___ RECORDS TO USE
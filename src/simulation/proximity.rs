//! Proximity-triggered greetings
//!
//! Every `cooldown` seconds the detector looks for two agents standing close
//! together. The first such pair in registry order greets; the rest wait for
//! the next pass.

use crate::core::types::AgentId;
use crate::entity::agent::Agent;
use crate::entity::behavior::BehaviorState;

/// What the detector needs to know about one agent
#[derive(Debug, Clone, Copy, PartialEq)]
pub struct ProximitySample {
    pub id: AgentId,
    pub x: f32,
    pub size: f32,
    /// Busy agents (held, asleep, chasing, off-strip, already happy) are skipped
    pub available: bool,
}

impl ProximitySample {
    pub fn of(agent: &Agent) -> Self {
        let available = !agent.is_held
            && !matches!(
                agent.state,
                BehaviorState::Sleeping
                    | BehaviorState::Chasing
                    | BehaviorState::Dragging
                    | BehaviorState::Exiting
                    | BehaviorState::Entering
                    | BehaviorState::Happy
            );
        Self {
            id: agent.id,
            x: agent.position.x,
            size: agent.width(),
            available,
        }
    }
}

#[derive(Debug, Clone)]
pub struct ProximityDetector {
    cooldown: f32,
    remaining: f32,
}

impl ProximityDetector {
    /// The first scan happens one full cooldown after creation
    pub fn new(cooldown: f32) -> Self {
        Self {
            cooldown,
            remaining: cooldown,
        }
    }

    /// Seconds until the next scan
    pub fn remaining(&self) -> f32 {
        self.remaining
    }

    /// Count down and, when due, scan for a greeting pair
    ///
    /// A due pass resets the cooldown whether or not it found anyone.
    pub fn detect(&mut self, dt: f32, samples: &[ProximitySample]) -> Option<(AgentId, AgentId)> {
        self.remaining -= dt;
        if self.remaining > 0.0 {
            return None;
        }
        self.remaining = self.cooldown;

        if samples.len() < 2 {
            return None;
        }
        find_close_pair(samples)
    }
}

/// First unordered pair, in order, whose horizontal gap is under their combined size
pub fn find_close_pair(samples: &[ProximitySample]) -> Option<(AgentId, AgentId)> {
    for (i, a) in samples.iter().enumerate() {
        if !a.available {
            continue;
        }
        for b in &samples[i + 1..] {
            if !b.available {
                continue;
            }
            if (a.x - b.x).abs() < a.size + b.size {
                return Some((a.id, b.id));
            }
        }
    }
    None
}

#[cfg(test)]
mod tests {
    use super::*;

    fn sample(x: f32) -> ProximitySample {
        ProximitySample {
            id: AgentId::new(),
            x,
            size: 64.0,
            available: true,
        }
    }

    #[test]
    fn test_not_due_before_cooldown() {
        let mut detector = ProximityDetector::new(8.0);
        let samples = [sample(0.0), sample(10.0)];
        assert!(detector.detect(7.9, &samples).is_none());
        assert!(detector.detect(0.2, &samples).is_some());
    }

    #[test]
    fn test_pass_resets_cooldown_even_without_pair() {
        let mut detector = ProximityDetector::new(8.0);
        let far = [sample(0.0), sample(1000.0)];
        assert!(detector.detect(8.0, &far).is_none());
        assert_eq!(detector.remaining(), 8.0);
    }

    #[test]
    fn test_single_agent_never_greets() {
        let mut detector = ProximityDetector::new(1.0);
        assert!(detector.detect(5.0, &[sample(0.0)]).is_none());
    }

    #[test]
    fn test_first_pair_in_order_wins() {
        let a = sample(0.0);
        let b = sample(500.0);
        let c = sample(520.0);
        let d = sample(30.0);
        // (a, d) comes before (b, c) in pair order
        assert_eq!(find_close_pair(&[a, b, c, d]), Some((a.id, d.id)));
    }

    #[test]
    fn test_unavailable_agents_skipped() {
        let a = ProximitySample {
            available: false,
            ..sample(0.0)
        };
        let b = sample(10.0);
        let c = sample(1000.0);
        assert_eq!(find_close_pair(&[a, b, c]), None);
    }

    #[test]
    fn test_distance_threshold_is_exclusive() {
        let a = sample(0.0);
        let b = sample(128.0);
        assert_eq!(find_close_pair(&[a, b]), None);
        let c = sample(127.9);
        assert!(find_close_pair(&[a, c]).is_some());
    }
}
______
The reply must repeat all of the records precisely.

filename src/simulation/proximity.rs
//! Proximity-triggered greetings
//!
//! Every `cooldown` seconds the detector looks for two agents standing close
//! together. The first such pair in registry order greets; the rest wait for
//! the next pass.

use crate::core::types::AgentId;
use crate::entity::agent::Agent;
use crate::entity::behavior::BehaviorState;

/// What the detector needs to know about one agent
#[derive(Debug, Clone, Copy, PartialEq)]
pub struct ProximitySample {
    pub id: AgentId,
    pub x: f32,
    pub size: f32,
    /// Busy agents (held, asleep, chasing, off-strip, already happy) are skipped
    pub available: bool,
}

impl ProximitySample {
    pub fn of(agent: &Agent) -> Self {
        let available = !agent.is_held
            && !matches!(
                agent.state,
                BehaviorState::Sleeping
                    | BehaviorState::Chasing
                    | BehaviorState::Dragging
                    | BehaviorState::Exiting
                    | BehaviorState::Entering
                    | BehaviorState::Happy
            );
        Self {
            id: agent.id,
            x: agent.position.x,
            size: agent.width(),
            available,
        }
    }
}

#[derive(Debug, Clone)]
pub struct ProximityDetector {
    cooldown: f32,
    remaining: f32,
}

impl ProximityDetector {
    /// The first scan happens one full cooldown after creation
    pub fn new(cooldown: f32) -> Self {
        Self {
            cooldown,
            remaining: cooldown,
        }
    }

    /// Seconds until the next scan
    pub fn remaining(&self) -> f32 {
        self.remaining
    }

    /// Count down and, when due, scan for a greeting pair
    ///
    /// A due pass resets the cooldown whether or not it found anyone.
    pub fn detect(&mut self, dt: f32, samples: &[ProximitySample]) -> Option<(AgentId, AgentId)> {
        self.remaining -= dt;
        if self.remaining > 0.0 {
            return None;
        }
        self.remaining = self.cooldown;

        if samples.len() < 2 {
            return None;
        }
        find_close_pair(samples)
    }
}

/// First unordered pair, in order, whose horizontal gap is under their combined size
pub fn find_close_pair(samples: &[ProximitySample]) -> Option<(AgentId, AgentId)> {
    for (i, a) in samples.iter().enumerate() {
        if !a.available {
            continue;
        }
        for b in &samples[i + 1..] {
            if !b.available {
                continue;
            }
            if (a.x - b.x).abs() < a.size + b.size {
                return Some((a.id, b.id));
            }
        }
    }
    None
}

#[cfg(test)]
mod tests {
    use super::*;

    fn sample(x: f32) -> ProximitySample {
        ProximitySample {
            id: AgentId::new(),
            x,
            size: 64.0,
            available: true,
        }
    }

    #[test]
    fn test_not_due_before_cooldown() {
        let mut detector = ProximityDetector::new(8.0);
        let samples = [sample(0.0), sample(10.0)];
        assert!(detector.detect(7.9, &samples).is_none());
        assert!(detector.detect(0.2, &samples).is_some());
    }

    #[test]
    fn test_pass_resets_cooldown_even_without_pair() {
        let mut detector = ProximityDetector::new(8.0);
        let far = [sample(0.0), sample(1000.0)];
        assert!(detector.detect(8.0, &far).is_none());
        assert_eq!(detector.remaining(), 8.0);
    }

    #[test]
    fn test_single_agent_never_greets() {
        let mut detector = ProximityDetector::new(1.0);
        assert!(detector.detect(5.0, &[sample(0.0)]).is_none());
    }

    #[test]
    fn test_first_pair_in_order_wins() {
        let a = sample(0.0);
        let b = sample(500.0);
        let c = sample(520.0);
        let d = sample(30.0);
        // (a, d) comes before (b, c) in pair order
        assert_eq!(find_close_pair(&[a, b, c, d]), Some((a.id, d.id)));
    }

    #[test]
    fn test_unavailable_agents_skipped() {
        let a = ProximitySample {
            available: false,
            ..sample(0.0)
        };
        let b = sample(10.0);
        let c = sample(1000.0);
        assert_eq!(find_close_pair(&[a, b, c]), None);
    }

    #[test]
    fn test_distance_threshold_is_exclusive() {
        let a = sample(0.0);
        let b = sample(128.0);
        assert_eq!(find_close_pair(&[a, b]), None);
        let c = sample(127.9);
        assert!(find_close_pair(&[a, c]).is_some());
    }
}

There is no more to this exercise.